Tumor infiltrating lymphocytes in squamous cell carcinoma of the head and neck: mechanisms of enhancement using prostaglandin synthetase inhibitors.

Indomethacin has been shown clinically to inhibit growth of SCCHN (Panje, 1981). This inhibition appears to be due to augmentation of cellular immunity. The inhibitory effect of indomethacin may act by limiting tumor associated prostaglandin E2 production, thereby allowing return of costimulatory cytokines by antigen presenting cells. This would have the net result of relief from host unresponsiveness and promotion of B-cell and CTL differentiation, allowing the individual to mount an effective response. The enhancement of tumor infiltrating lymphocytes in SCCHN seen with indomethacin administration could presumably be further augmented when given in combination with cytokine therapy.

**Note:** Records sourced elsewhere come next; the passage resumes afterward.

//! CSV import pass
//!
//! Reads the tabular source, gives every bar a stable id, and rewrites
//! the JSON store. Re-importing is safe: records whose name already
//! exists in the store keep their old id, so links into the store
//! survive a fresh spreadsheet export.

use crate::models::{slugify, BarRecord};
use crate::store;
use anyhow::{Context, Result};
use std::collections::{HashMap, HashSet};
use std::path::Path;
use tracing::{info, warn};

/// Counters for one import run.
#[derive(Debug, Default, Clone, PartialEq, Eq)]
pub struct ImportSummary {
    pub rows_read: usize,
    pub records_imported: usize,
    pub ids_preserved: usize,
    pub ids_assigned: usize,
    pub skipped_unnamed: usize,
}

/// Import a CSV file into the JSON store.
///
/// # Arguments
/// * `csv_path` - Tabular source (aliased headers accepted)
/// * `store_path` - Store to rewrite; read first for id preservation
pub fn run(csv_path: &Path, store_path: &Path) -> Result<ImportSummary> {
    let rows = store::read_csv_table(csv_path)
        .with_context(|| format!("failed to read {}", csv_path.display()))?;

    let existing = store::load_store_if_exists(store_path)
        .with_context(|| format!("failed to read existing store {}", store_path.display()))?;

    // Previous store's name → ids mapping, kept in store order. A
    // re-imported row keeps its id as long as the bar name is unchanged;
    // rows sharing a name claim the stored ids one by one.
    let mut known_ids: HashMap<String, Vec<String>> = HashMap::new();
    for bar in existing {
        known_ids.entry(bar.name).or_default().push(bar.id);
    }

    let mut summary = ImportSummary {
        rows_read: rows.len(),
        ..Default::default()
    };
    let mut taken = HashSet::new();
    let mut records: Vec<BarRecord> = Vec::new();

    for (index, mut record) in rows.into_iter().enumerate() {
        if record.name.trim().is_empty() {
            warn!(row = index + 1, "Skipping row without a bar name");
            summary.skipped_unnamed += 1;
            continue;
        }

        let (base, preserved) = if !record.id.trim().is_empty() {
            (record.id.trim().to_string(), true)
        } else if let Some(id) = claim_known_id(&mut known_ids, &record.name) {
            (id, true)
        } else {
            (slug_or_fallback(&record.name), false)
        };

        record.id = unique_id(&base, &mut taken);
        if preserved {
            summary.ids_preserved += 1;
        } else {
            summary.ids_assigned += 1;
        }

        if record.last_updated.is_none() {
            record.touch();
        }

        records.push(record);
    }

    summary.records_imported = records.len();

    store::save_store(store_path, &records)
        .with_context(|| format!("failed to write store {}", store_path.display()))?;

    info!(
        rows = summary.rows_read,
        imported = summary.records_imported,
        preserved = summary.ids_preserved,
        assigned = summary.ids_assigned,
        skipped = summary.skipped_unnamed,
        "Import complete"
    );

    Ok(summary)
}

/// Slug for a name, with a fallback for names that fold to nothing.
fn slug_or_fallback(name: &str) -> String {
    let slug = slugify(name);
    if slug.is_empty() {
        "bar".to_string()
    } else {
        slug
    }
}

/// Take the next unclaimed store id recorded for `name`.
fn claim_known_id(known: &mut HashMap<String, Vec<String>>, name: &str) -> Option<String> {
    let ids = known.get_mut(name)?;
    if ids.is_empty() {
        return None;
    }
    Some(ids.remove(0))
}

/// Claim `base`, or the first free `base-2`, `base-3`, ... variant.
fn unique_id(base: &str, taken: &mut HashSet<String>) -> String {
    if taken.insert(base.to_string()) {
        return base.to_string();
    }
    let mut n = 2;
    loop {
        let candidate = format!("{base}-{n}");
        if taken.insert(candidate.clone()) {
            return candidate;
        }
        n += 1;
    }
}
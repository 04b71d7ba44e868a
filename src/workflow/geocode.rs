//! Nominatim geocoding pass
//!
//! Walks the store sequentially, resolves each record's address, and
//! looks up coordinates for the records that need them. Lookup misses
//! and transport failures are per-record events: the record keeps its
//! prior state and the run continues. The store is rewritten once, at
//! the end.

use crate::models::BarRecord;
use crate::services::NominatimClient;
use crate::store;
use anyhow::{Context, Result};
use std::path::Path;
use tracing::{info, warn};

/// Counters for one geocoding run.
#[derive(Debug, Default, Clone, PartialEq, Eq)]
pub struct GeocodeSummary {
    pub processed: usize,
    pub updated: usize,
    pub skipped_resolved: usize,
    pub skipped_no_address: usize,
    pub misses: usize,
    pub failures: usize,
    /// Remote lookups actually issued (memoized hits excluded).
    pub remote_calls: u64,
}

/// What the pass does with one record.
#[derive(Debug, Clone, PartialEq, Eq)]
enum GeocodeAction {
    /// Look up this address.
    Lookup(String),
    /// No usable address; nothing to look up.
    NoAddress,
    /// Real coordinates already present; left alone without `--force`.
    AlreadyResolved,
}

/// Decide what to do with a record.
///
/// Without `force`, records carrying real (non-placeholder) coordinates
/// are skipped; missing or placeholder coordinates qualify for a lookup.
fn action_for(record: &BarRecord, force: bool) -> GeocodeAction {
    if !force && !record.coordinates_overwritable() {
        return GeocodeAction::AlreadyResolved;
    }
    match record.resolved_address() {
        Some(address) => GeocodeAction::Lookup(address),
        None => GeocodeAction::NoAddress,
    }
}

/// Run the geocoding pass over the whole store.
pub async fn run(store_path: &Path, force: bool) -> Result<GeocodeSummary> {
    let mut records = store::load_store(store_path)
        .with_context(|| format!("failed to read store {}", store_path.display()))?;

    let client = NominatimClient::new().context("failed to build geocoding client")?;

    let mut summary = GeocodeSummary::default();
    let total = records.len();

    for (index, record) in records.iter_mut().enumerate() {
        summary.processed += 1;

        match action_for(record, force) {
            GeocodeAction::AlreadyResolved => {
                summary.skipped_resolved += 1;
            }
            GeocodeAction::NoAddress => {
                warn!(bar = %record.name, "No usable address, skipping");
                summary.skipped_no_address += 1;
            }
            GeocodeAction::Lookup(address) => match client.geocode(&address).await {
                Ok(Some(coords)) => {
                    record.set_coordinates(coords);
                    record.touch();
                    summary.updated += 1;
                }
                Ok(None) => {
                    warn!(bar = %record.name, address = %address, "No geocoding result");
                    summary.misses += 1;
                }
                Err(e) => {
                    warn!(bar = %record.name, error = %e, "Geocoding failed");
                    summary.failures += 1;
                }
            },
        }

        if (index + 1) % 10 == 0 {
            info!(processed = index + 1, total, "Geocoding progress");
        }
    }

    summary.remote_calls = client.remote_calls();

    store::save_store(store_path, &records)
        .with_context(|| format!("failed to write store {}", store_path.display()))?;

    info!(
        processed = summary.processed,
        updated = summary.updated,
        skipped_resolved = summary.skipped_resolved,
        skipped_no_address = summary.skipped_no_address,
        misses = summary.misses,
        failures = summary.failures,
        remote_calls = summary.remote_calls,
        "Geocoding pass complete"
    );

    Ok(summary)
}
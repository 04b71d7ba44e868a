//! Deterministic tag derivation
//!
//! Computes classification tags from fields the record already carries,
//! plus an optional rating signal from Places. No network, no state:
//! the same record and signal always produce the same set, so the
//! enrichment pass can re-run without tags accumulating.

use crate::models::BarRecord;
use std::collections::BTreeSet;

pub const TAG_PARTY: &str = "party";
pub const TAG_GIRLS_NIGHT: &str = "girls-night";
pub const TAG_DATING: &str = "dating";
pub const TAG_CHILL: &str = "chill";

/// Ratings at or above this count as a high-quality venue.
pub const HIGH_RATING_THRESHOLD: f64 = 4.5;

/// Derive the full tag set for a record.
///
/// A dance floor marks a bar as a party venue; a high rating marks it as
/// date-worthy and relaxed. When nothing fires, the bar is at least
/// somewhere to sit down with a beer.
pub fn derive_tags(record: &BarRecord, rating: Option<f64>) -> BTreeSet<String> {
    let mut tags = BTreeSet::new();

    if record.has_dance_floor() {
        tags.insert(TAG_PARTY.to_string());
        tags.insert(TAG_GIRLS_NIGHT.to_string());
    }

    if matches!(rating, Some(r) if r >= HIGH_RATING_THRESHOLD) {
        tags.insert(TAG_DATING.to_string());
        tags.insert(TAG_CHILL.to_string());
    }

    if tags.is_empty() {
        tags.insert(TAG_CHILL.to_string());
    }

    tags
}
//! Store persistence
//!
//! The JSON store is the source of truth; the CSV table is its import
//! source and export snapshot. Both rewrite their file wholesale.

pub mod csv_table;
pub mod json_store;

pub use csv_table::{read_csv_table, write_csv_table, CSV_HEADER, DEFAULT_CSV_PATH};
pub use json_store::{load_store, load_store_if_exists, save_store, DEFAULT_STORE_PATH};
//! CSV export pass
//!
//! Snapshot of the JSON store in the fixed tabular form, for spreadsheet
//! use and sharing. Read-only against the store.

use crate::store;
use anyhow::{Context, Result};
use std::path::Path;
use tracing::info;

/// Counters for one export run.
#[derive(Debug, Default, Clone, PartialEq, Eq)]
pub struct ExportSummary {
    pub records_exported: usize,
}

/// Export the store to a CSV snapshot.
pub fn run(store_path: &Path, out_path: &Path) -> Result<ExportSummary> {
    let records = store::load_store(store_path)
        .with_context(|| format!("failed to read store {}", store_path.display()))?;

    store::write_csv_table(out_path, &records)
        .with_context(|| format!("failed to write {}", out_path.display()))?;

    let summary = ExportSummary {
        records_exported: records.len(),
    };

    info!(
        records = summary.records_exported,
        out = %out_path.display(),
        "Export complete"
    );

    Ok(summary)
}
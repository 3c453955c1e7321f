//! Region predicates: caps (`Constraint`), conjunctions (`Convex`) and
//! disjunctions (`Domain`).
//!
//! # Coverage approximation
//!
//! A triangle is classified from its three corners only. A cap that lies
//! entirely inside a triangle without reaching any corner therefore reads
//! as [`Coverage::Outside`]. The intersection search compensates partially
//! by still descending into split triangles reported `Outside`.

use glam::DVec3;

/// Classification of a triangle against a region.
#[derive(Clone, Copy, PartialEq, Eq, Hash, Debug)]
pub enum Coverage {
  /// All corners inside.
  Inside,
  /// Some corners inside.
  Partial,
  /// No corner inside.
  Outside,
}

/// Anything a triangle can be tested against.
pub trait Region {
  fn coverage(&self, triangle: &[DVec3; 3]) -> Coverage;
}

impl<R: Region + ?Sized> Region for &R {
  #[inline]
  fn coverage(&self, triangle: &[DVec3; 3]) -> Coverage {
    (**self).coverage(triangle)
  }
}

/// Spherical cap cut off by the plane `p · v = d`.
///
/// `d` near 1 is a small cap around `p`, `d = 0` a hemisphere, negative `d`
/// everything but a cap around `-p`.
#[derive(Clone, Copy, PartialEq, Debug)]
pub struct Constraint {
  /// Unit normal pointing at the cap center.
  pub p: DVec3,
  /// Signed distance of the cutting plane from the origin.
  pub d: f64,
}

impl Constraint {
  /// Cap around `p` (normalized here) with plane distance `d`.
  pub fn new(p: DVec3, d: f64) -> Self {
    Self {
      p: p.normalize_or_zero(),
      d,
    }
  }

  /// Cap around `p` with the given angular radius in radians.
  pub fn from_angle(p: DVec3, radius: f64) -> Self {
    Self::new(p, radius.cos())
  }

  /// Whether a direction lies strictly inside the cap.
  #[inline]
  pub fn contains(&self, v: DVec3) -> bool {
    self.p.dot(v) > self.d
  }
}

impl Region for Constraint {
  fn coverage(&self, triangle: &[DVec3; 3]) -> Coverage {
    let inside = triangle.iter().filter(|v| self.contains(**v)).count();
    match inside {
      3 => Coverage::Inside,
      0 => Coverage::Outside,
      _ => Coverage::Partial,
    }
  }
}

/// Intersection of caps.
///
/// An empty convex covers the whole sphere.
#[derive(Clone, Debug, Default, PartialEq)]
pub struct Convex(pub Vec<Constraint>);

impl Region for Convex {
  fn coverage(&self, triangle: &[DVec3; 3]) -> Coverage {
    let mut all_inside = true;
    for constraint in &self.0 {
      match constraint.coverage(triangle) {
        Coverage::Outside => return Coverage::Outside,
        Coverage::Partial => all_inside = false,
        Coverage::Inside => {}
      }
    }
    if all_inside {
      Coverage::Inside
    } else {
      Coverage::Partial
    }
  }
}

impl From<Constraint> for Convex {
  fn from(constraint: Constraint) -> Self {
    Self(vec![constraint])
  }
}

impl FromIterator<Constraint> for Convex {
  fn from_iter<I: IntoIterator<Item = Constraint>>(iter: I) -> Self {
    Self(iter.into_iter().collect())
  }
}

/// Union of convexes.
///
/// An empty domain covers nothing.
#[derive(Clone, Debug, Default, PartialEq)]
pub struct Domain(pub Vec<Convex>);

impl Region for Domain {
  fn coverage(&self, triangle: &[DVec3; 3]) -> Coverage {
    let mut all_outside = true;
    for convex in &self.0 {
      match convex.coverage(triangle) {
        Coverage::Inside => return Coverage::Inside,
        Coverage::Partial => all_outside = false,
        Coverage::Outside => {}
      }
    }
    if all_outside {
      Coverage::Outside
    } else {
      Coverage::Partial
    }
  }
}

impl From<Convex> for Domain {
  fn from(convex: Convex) -> Self {
    Self(vec![convex])
  }
}

impl FromIterator<Convex> for Domain {
  fn from_iter<I: IntoIterator<Item = Convex>>(iter: I) -> Self {
    Self(iter.into_iter().collect())
  }
}

#[cfg(test)]
#[path = "region_test.rs"]
mod region_test;
use glam::DVec3;

use super::*;

fn octant() -> [DVec3; 3] {
  [DVec3::Y, DVec3::Z, DVec3::X]
}

#[test]
fn test_constraint_normalizes_direction() {
  let c = Constraint::new(DVec3::new(0.0, 0.0, 3.0), 0.5);
  assert_eq!(c.p, DVec3::Z);
  assert!(c.contains(DVec3::Z));
  assert!(!c.contains(DVec3::X));
}

/// Points exactly on the cutting plane are outside.
#[test]
fn test_constraint_boundary_is_exclusive() {
  let c = Constraint::new(DVec3::Z, 0.0);
  assert!(!c.contains(DVec3::X));
  assert!(c.contains(DVec3::new(1.0, 0.0, 1e-9)));
}

#[test]
fn test_constraint_from_angle() {
  let c = Constraint::from_angle(DVec3::X, std::f64::consts::FRAC_PI_3);
  assert!((c.d - 0.5).abs() < 1e-12);
  assert!(c.contains(DVec3::new(0.6, 0.8, 0.0)));
  assert!(!c.contains(DVec3::new(0.4, 0.9, 0.0)));
}

#[test]
fn test_constraint_coverage_counts_corners() {
  let t = octant();
  assert_eq!(Constraint::new(DVec3::Z, 0.5).coverage(&t), Coverage::Partial);
  assert_eq!(Constraint::new(DVec3::ONE, 0.1).coverage(&t), Coverage::Inside);
  assert_eq!(Constraint::new(-DVec3::ONE, 0.1).coverage(&t), Coverage::Outside);
}

/// Corner-only classification misses a cap inside the face.
#[test]
fn test_small_cap_inside_face_reads_outside() {
  let cap = Constraint::new(DVec3::ONE, 0.99);
  assert!(cap.contains(DVec3::ONE.normalize()));
  assert_eq!(cap.coverage(&octant()), Coverage::Outside);
}

#[test]
fn test_convex_is_intersection() {
  let t = octant();
  let north = Constraint::new(DVec3::Z, -0.1);
  let east = Constraint::new(DVec3::X, -0.1);
  let band = Constraint::new(DVec3::Y, 0.5);
  let far = Constraint::new(DVec3::NEG_Z, 0.5);

  assert_eq!(Convex(vec![north, east]).coverage(&t), Coverage::Inside);
  assert_eq!(Convex(vec![north, band]).coverage(&t), Coverage::Partial);
  assert_eq!(Convex(vec![north, band, far]).coverage(&t), Coverage::Outside);
}

#[test]
fn test_empty_convex_covers_everything() {
  assert_eq!(Convex::default().coverage(&octant()), Coverage::Inside);
}

#[test]
fn test_domain_is_union() {
  let t = octant();
  let inside: Convex = Constraint::new(DVec3::ONE, 0.1).into();
  let partial: Convex = Constraint::new(DVec3::Z, 0.5).into();
  let outside: Convex = Constraint::new(-DVec3::ONE, 0.1).into();

  let all = Domain(vec![outside.clone(), partial.clone(), inside]);
  assert_eq!(all.coverage(&t), Coverage::Inside);
  let some = Domain(vec![outside.clone(), partial]);
  assert_eq!(some.coverage(&t), Coverage::Partial);
  let none: Domain = std::iter::once(outside).collect();
  assert_eq!(none.coverage(&t), Coverage::Outside);
}

#[test]
fn test_empty_domain_covers_nothing() {
  assert_eq!(Domain::default().coverage(&octant()), Coverage::Outside);
}

#[test]
fn test_convex_from_iterator() {
  let convex: Convex = [DVec3::X, DVec3::Y]
    .into_iter()
    .map(|p| Constraint::new(p, 0.0))
    .collect();
  assert_eq!(convex.0.len(), 2);
  assert_eq!(convex.0[1].p, DVec3::Y);
}

fn classify<R: Region>(region: R) -> Coverage {
  region.coverage(&octant())
}

/// Regions work through references and trait objects.
#[test]
fn test_region_by_reference() {
  let cap = Constraint::new(DVec3::Z, 0.5);
  let dynamic: &dyn Region = &cap;
  assert_eq!(classify(&cap), Coverage::Partial);
  assert_eq!(classify(dynamic), Coverage::Partial);
  assert_eq!(classify(cap), Coverage::Partial);
}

Future investigation may allow the biochemical staging of an individuals' tumor to determine the optimal combination of cytokine therapy and prostaglandin inhibition through selective use of NSAID's. The effect of NSAID manipulation of prostaglandin and leukotriene metabolism on prevention of metastatic disease in SCCHN has yet to be studied. Given that a preselected, potentially responsive subset of immunocytes exists within the tumor tissue and lymph nodes, the development of the LAK phenomenon in TIL's and tumor draining lymph nodes from surgical specimens is a viable and exceedingly interesting area for future investigations in autologous LAK immunotherapy. The potential exists to harvest a preselected population of tumor infiltrating (Boscia, 1988) or tumor draining immunocytes (McKinnon, 1990). These can then potentially be returned to a state of antigen responsiveness with a combination of cytokine exposure (e.g. rIL-2) and systemic cytokine therapy. With subsequent inhibition of tumor associated prostaglandin synthesis by the systemic administration of prostaglandin synthesis inhibitors, it may be possible to successfully alter the host response to tumor.